Inmates can work. If they do, their accounts are credited $1 for each day worked -- $2 for kitchen workers -- and they are also forgiven their $10 daily housing fee. Inmates with disabilities are unable to wash floors and windows or clean trash cans, the relative said, and questioned whether there were enough jobs for every inmate.
“Inmates rely on family and friends to put money into their commissary account so they can purchase additional food, drinks, toiletries, to supplement the meager food and supplies” provided by the jail, the relative said.
She said now is a terrible time to institute such a fee, with families struggling to pay bills amid the pandemic.
“Many have lost their jobs or have reduced hours and limited income,” she said. “How are inmates supposed to pay the housing bill? What happens when they are released? They will be saddled with additional debt, with no income to pay it. How will PCCF collect?”
Prisoners are not allowed visitors because of the coronavirus, elevating the importance of video chats, which must also be paid for from commissary accounts.
Billing and fee collection procedures for undocumented immigrants detained by federal marshals or U.S. Immigration and Customs Enforcement agents also follow the 60/40 plan.
Prisoners face a host of other fees. Upon sentencing, court order fees are collected from the inmate monthly and forwarded to the probation office. Upon the inmate’s release, their balance due is forwarded to the probation office for collection. Any costs accrued during incarceration are added on top of these already-calculated costs.
Inmates also incur fees for medical services: nurse’s visit, $3; physician’s visit, $5; dentist’s visit, $5; medications, $3. Participation in the group sexual offender class costs $15.
Inmates are charged a document fee and notary fees. A haircut costs $16, a beard trim $8. There are indigent services fees.
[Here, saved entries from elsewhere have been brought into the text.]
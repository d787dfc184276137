// SPDX-License-Identifier: MIT
// Copyright (c) 2026 ADNT Sarl <info@adnt.io>

//! Terminal transfers of control: into the application, or into the ROM
//! USB loader for an upload.

use crate::peripherals::LED_GPIO;
use maple_common::flag::ScratchFlag;
use maple_common::image::VectorTable;
use maple_common::reset_reason::{arm, ResetReason};

/// Hand control to the application image at `addr` (execute in place).
///
/// # Safety
/// `addr` must hold an image whose vector table passed validation.
pub unsafe fn jump_to_application(addr: u32) -> ! {
    prepare_for_firmware_handoff();
    relocate_vector_table(addr);

    let vt = VectorTable::read_from(addr);
    jump_to_firmware(vt.initial_sp, vt.reset_vector);
}

/// Hand the USB controller to the ROM mass-storage loader.
///
/// The ROM stores its arguments in SCRATCH0/1 and later reboots through the
/// watchdog once the image is written. Neither touches the flag in SCRATCH2,
/// so the next boot sees `JustUploaded`.
pub fn enter_rom_upload() -> ! {
    cortex_m::interrupt::disable();

    let mut flag = unsafe { ScratchFlag::new() };
    arm(&mut flag, ResetReason::JustUploaded);
    cortex_m::asm::dsb();

    // Blink the LED on USB activity while the ROM loader runs
    rp2040_hal::rom_data::reset_to_usb_boot(1 << LED_GPIO, 0);

    loop {
        cortex_m::asm::wfi();
    }
}

/// Quiesce everything the bootloader started so the application sees a clean
/// core. Clocks stay configured; the SDK runtime reinitializes them safely.
unsafe fn prepare_for_firmware_handoff() {
    // Disable all interrupts
    cortex_m::interrupt::disable();

    // Stop SysTick
    const SYST_CSR: *mut u32 = 0xE000_E010 as *mut u32;
    SYST_CSR.write_volatile(0);

    // Clear all pending interrupts in NVIC
    const NVIC_ICPR: *mut u32 = 0xE000_E280 as *mut u32;
    NVIC_ICPR.write_volatile(0xFFFF_FFFF);

    // Disable all NVIC interrupts
    const NVIC_ICER: *mut u32 = 0xE000_E180 as *mut u32;
    NVIC_ICER.write_volatile(0xFFFF_FFFF);

    // Hold USBCTRL in reset so the host sees the loader's CDC port go away
    const RESETS_RESET: *mut u32 = 0x4000_C000 as *mut u32;
    const USBCTRL_RESET_BIT: u32 = 1 << 24;
    let reset = RESETS_RESET.read_volatile();
    RESETS_RESET.write_volatile(reset | USBCTRL_RESET_BIT);

    cortex_m::asm::dsb();
    cortex_m::asm::isb();
}

unsafe fn relocate_vector_table(addr: u32) {
    const SCB_VTOR: *mut u32 = 0xE000_ED08 as *mut u32;
    SCB_VTOR.write_volatile(addr);

    cortex_m::asm::dsb();
    cortex_m::asm::isb();
}

unsafe fn jump_to_firmware(initial_sp: u32, reset_vector: u32) -> ! {
    core::arch::asm!(
        "msr msp, {sp}",
        "cpsie i",  // Re-enable interrupts before jumping (SDK expects PRIMASK=0)
        "bx {reset}",
        sp = in(reg) initial_sp,
        reset = in(reg) reset_vector,
        options(noreturn)
    );
}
The relative told the Courier the jail was so cold, the inmate shivered through his first night. The next day, the relative deposited money into the inmate’s account for thermal shirts. Another inmate, who had been released about six years earlier, told the Courier the main thing he remembered was how perpetually cold the jail was.
Pike County Commissioner’s Chair Matt Osterberg told the Courier he planned to invite all media to schedule a visitation at the jail. The facility is going to receive an award, which will be announced in the next few weeks.
Osterberg’s communications director, Krista Gromalski, wrote in an email that the policy language regarding housing costs was updated at the Aug. 26 Pike County Prison Board meeting.
“All members of the prison board voted unanimously to adopt the new fiscal responsibility program,” she wrote in an email. Board members include the three county commissioners, Judge Gregory H. Chelak, District Attorney Ray Tonkin, prison board solicitor Thomas Farley, and Sheriff Kerry Walsh, who serves as board president.
Paul Wright, director of the Human Rights Defense Center and editor of the Prison Legal News, said the new policy is part of a trend.
“For the past 30 years jurisdictions around the country have sought to shift the massive costs of policing onto the backs of the policed,” he said in an email. “Charging a ‘cost of incarceration’ is one attempt at doing so. However, I am not aware of any jurisdictions where they bring in anything close to the amount of covering the cost of prisons and jails, instead they serve to further impoverish and immiserate the poor. “These laws also have significant due process problems to the extent they seek to take money from people too poor to afford bail, who are imprisoned before they have been convicted of a crime. Lawsuits in different parts of the country have successfully challenged these laws to the extent they are used against people accused, but not convicted, of a crime.”